Instructions for the task:
Every line of the data that includes "TaskListExecutor" should be copied out.
── Input ──
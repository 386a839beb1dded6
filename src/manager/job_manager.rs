//! Job Manager implementation
//!
//! JobManager owns the job folder, its configuration and the task store, and
//! exposes the operations behind each CLI subcommand.

use std::fs;
use std::path::{Path, PathBuf};

use log::info;

use crate::backend::{Cluster, EnsureOutcome};
use crate::config::{JobConfig, JobFolder};
use crate::error::Result;
use crate::recovery::{ResetReport, reset};
use crate::runner::{ExecutionReport, TaskListExecutor, default_workers};
use crate::scheduler::Batcher;
use crate::store::{TaskEntry, TaskState, TaskStore, parse_eta};

/// Result of `execute`.
#[derive(Debug, Clone)]
pub struct ExecuteSummary {
    pub backend: String,
    pub tasklists: usize,
    pub tasks: usize,
    /// Set unless the run was detached
    pub outcome: Option<EnsureOutcome>,
    /// Tasks waiting in stage after the run (restaged work for a later pass)
    pub staged_after: usize,
}

impl ExecuteSummary {
    pub fn is_success(&self) -> bool {
        self.outcome.as_ref().is_none_or(|o| o.success)
    }
}

/// Counts shown by `status`.
#[derive(Debug, Clone, Default, PartialEq, Eq)]
pub struct StatusReport {
    pub root: PathBuf,
    pub backend: String,
    pub staged: usize,
    pub never_started: usize,
    pub running_or_crashed: usize,
    pub finished_failed: usize,
    pub succeeded: usize,
    pub tasklists: usize,
}

impl StatusReport {
    pub fn submitted(&self) -> usize {
        self.never_started + self.running_or_crashed + self.finished_failed + self.succeeded
    }
}

/// Entry point for every job folder operation
pub struct JobManager {
    folder: JobFolder,
    config: JobConfig,
    store: TaskStore,
}

impl JobManager {
    /// Open a job folder, creating its areas and default config as needed.
    pub fn open(folder: JobFolder) -> Result<Self> {
        let config = JobConfig::load_or_init(&folder)?;
        Self::with_config(folder, config)
    }

    /// Open a job folder with an explicit configuration.
    pub fn with_config(folder: JobFolder, config: JobConfig) -> Result<Self> {
        config.validate()?;
        let store = TaskStore::open(&folder)?;
        Ok(Self { folder, config, store })
    }

    pub fn folder(&self) -> &JobFolder {
        &self.folder
    }

    pub fn config(&self) -> &JobConfig {
        &self.config
    }

    pub fn store(&self) -> &TaskStore {
        &self.store
    }

    /// Stage the contents of a script file.
    pub fn add(&self, script_path: &Path, working_dir: &Path, eta: &str) -> Result<TaskEntry> {
        let eta = parse_eta(eta)?;
        let script = fs::read_to_string(script_path)?;
        self.add_script(&script, working_dir, eta)
    }

    /// Stage a script given as text.
    pub fn add_script(&self, script: &str, working_dir: &Path, eta: f64) -> Result<TaskEntry> {
        let working_dir = std::path::absolute(working_dir)?;
        let entry = self.store.stage(script, &working_dir, eta)?;
        info!("Added task {} in {}", entry.name, working_dir.display());
        Ok(entry)
    }

    /// Batch all staged work and dispatch it.
    ///
    /// Unless detached, waits for the jobs and retries failed work up to the
    /// configured `retries`. The local backend always runs in the foreground.
    pub async fn execute(&self, detach: bool) -> Result<ExecuteSummary> {
        let cluster = Cluster::from_config(&self.config, &self.folder, self.store.clone())?;
        let backend = cluster.backend().name().to_string();

        let tasklists = Batcher::new(&self.store, self.config.cpu_seconds_ceiling()).batch_staged()?;
        let tasks = tasklists.iter().map(|list| list.tasks.len()).sum();
        let count = tasklists.len();

        let outcome = if tasklists.is_empty() {
            info!("Nothing staged, nothing to execute");
            None
        } else {
            let handles = cluster.run_jobs(tasklists).await?;
            if detach && !cluster.backend().is_local() {
                info!("Detached after submitting {} task-lists", handles.len());
                None
            } else {
                Some(cluster.ensure_success(handles, self.config.retries).await?)
            }
        };

        Ok(ExecuteSummary {
            backend,
            tasklists: count,
            tasks,
            outcome,
            staged_after: self.store.list_staged()?.count(),
        })
    }

    /// Run one task-list manifest on this machine.
    pub async fn run_tasklist(&self, manifest: &Path, cpus: Option<usize>) -> Result<ExecutionReport> {
        let executor = TaskListExecutor::new(self.store.clone(), default_workers(cpus), self.config.capture_output);
        executor.run_tasklist(manifest).await
    }

    pub fn reset(&self, hard: bool) -> Result<ResetReport> {
        reset(&self.store, hard)
    }

    pub fn status(&self) -> Result<StatusReport> {
        let mut report = StatusReport {
            root: self.folder.root().to_path_buf(),
            backend: self.config.slurmmode.clone(),
            staged: self.store.list_staged()?.count(),
            tasklists: self.store.list_tasklists()?.len(),
            ..Default::default()
        };

        for entry in self.store.list_submitted()? {
            let entry = entry?;
            match self.store.state(&entry.path) {
                TaskState::NeverStarted => report.never_started += 1,
                TaskState::RunningOrCrashed => report.running_or_crashed += 1,
                TaskState::FinishedFailed => report.finished_failed += 1,
                TaskState::Succeeded => report.succeeded += 1,
            }
        }
        Ok(report)
    }

    /// The whole configuration, or one dotted key, as YAML text.
    pub fn config_get(&self, key: Option<&str>) -> Result<String> {
        let text = match key {
            None => serde_yaml::to_string(&self.config)?,
            Some(key) => serde_yaml::to_string(&self.config.get_key(key)?)?,
        };
        Ok(text.trim_end().to_string())
    }

    /// Update one dotted key and persist the configuration.
    pub fn config_set(&mut self, key: &str, value: &str) -> Result<()> {
        self.config.set_key(key, value)?;
        self.config.save(&self.folder)?;
        info!("Set {} = {}", key, value);
        Ok(())
    }
}

#[cfg(test)]
mod tests {
    use super::*;
    use crate::error::JobControlError;
    use tempfile::TempDir;

    fn create_manager() -> (JobManager, TempDir) {
        let temp = TempDir::new().unwrap();
        let manager = JobManager::open(JobFolder::new(temp.path().join("jobs"))).unwrap();
        (manager, temp)
    }

    #[test]
    fn test_open_writes_default_config() {
        let (manager, temp) = create_manager();
        assert!(temp.path().join("jobs/config.yaml").exists());
        assert_eq!(manager.config(), &JobConfig::default());
    }

    #[test]
    fn test_add_reads_script_file() {
        let (manager, temp) = create_manager();
        let script = temp.path().join("job.sh");
        fs::write(&script, "echo from file\n").unwrap();

        let entry = manager.add(&script, temp.path(), "12.5").unwrap();
        let record = manager.store().read_task(&entry.path).unwrap();
        assert_eq!(record.eta, 12.5);
        assert_eq!(record.script, "echo from file\n");
    }

    #[test]
    fn test_add_rejects_bad_eta_before_reading() {
        let (manager, temp) = create_manager();
        let err = manager.add(&temp.path().join("absent.sh"), temp.path(), "soon").unwrap_err();
        assert!(matches!(err, JobControlError::InvalidEta(_)));
    }

    #[test]
    fn test_add_rejects_missing_working_dir() {
        let (manager, temp) = create_manager();
        let err = manager
            .add_script("true", &temp.path().join("nowhere"), 1.0)
            .unwrap_err();
        assert!(matches!(err, JobControlError::InvalidWorkingDirectory(_)));
    }

    #[test]
    fn test_status_counts_states() {
        let (manager, temp) = create_manager();
        let store = manager.store();
        manager.add_script("true", temp.path(), 1.0).unwrap();
        let a = store.stage("true", temp.path(), 1.0).unwrap();
        let b = store.stage("true", temp.path(), 1.0).unwrap();
        let a = store.move_to_submitted(&a.name).unwrap();
        let b = store.move_to_submitted(&b.name).unwrap();
        store.mark_started(&b).unwrap();
        store.write_tasklist("pending", &[a, b]).unwrap();

        let status = manager.status().unwrap();
        assert_eq!(status.staged, 1);
        assert_eq!(status.never_started, 1);
        assert_eq!(status.running_or_crashed, 1);
        assert_eq!(status.submitted(), 2);
        assert_eq!(status.tasklists, 1);
        assert_eq!(status.backend, "local");
    }

    #[test]
    fn test_config_set_persists() {
        let (mut manager, temp) = create_manager();
        manager.config_set("ncpus", "4").unwrap();
        manager.config_set("heidelberg.partition", "batch").unwrap();
        assert_eq!(manager.config_get(Some("ncpus")).unwrap(), "4");

        let reopened = JobManager::open(JobFolder::new(temp.path().join("jobs"))).unwrap();
        assert_eq!(reopened.config().ncpus, 4);
        assert_eq!(reopened.config().heidelberg.partition, "batch");
    }

    #[test]
    fn test_config_set_rejects_invalid_value() {
        let (mut manager, _temp) = create_manager();
        assert!(manager.config_set("ncpus", "0").is_err());
        assert!(manager.config_set("slurmmode", "pbs").is_err());
        assert_eq!(manager.config().ncpus, 1);
    }

    #[tokio::test]
    async fn test_execute_local_end_to_end() {
        let (manager, temp) = create_manager();
        manager.add_script("echo ok > done.txt\n", temp.path(), 10.0).unwrap();
        manager.add_script("exit 0\n", temp.path(), 10.0).unwrap();

        let summary = manager.execute(false).await.unwrap();

        assert!(summary.is_success());
        assert_eq!(summary.backend, "local");
        assert_eq!(summary.tasks, 2);
        assert_eq!(summary.staged_after, 0);
        assert!(temp.path().join("done.txt").exists());
        assert_eq!(manager.status().unwrap(), StatusReport {
            root: manager.folder().root().to_path_buf(),
            backend: "local".to_string(),
            ..Default::default()
        });
    }

    #[tokio::test]
    async fn test_execute_with_nothing_staged() {
        let (manager, _temp) = create_manager();
        let summary = manager.execute(false).await.unwrap();
        assert_eq!(summary.tasklists, 0);
        assert!(summary.outcome.is_none());
        assert!(summary.is_success());
    }
}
───
Output:
use crate::runner::{ExecutionReport, TaskListExecutor, default_workers};
        let executor = TaskListExecutor::new(self.store.clone(), default_workers(cpus), self.config.capture_output);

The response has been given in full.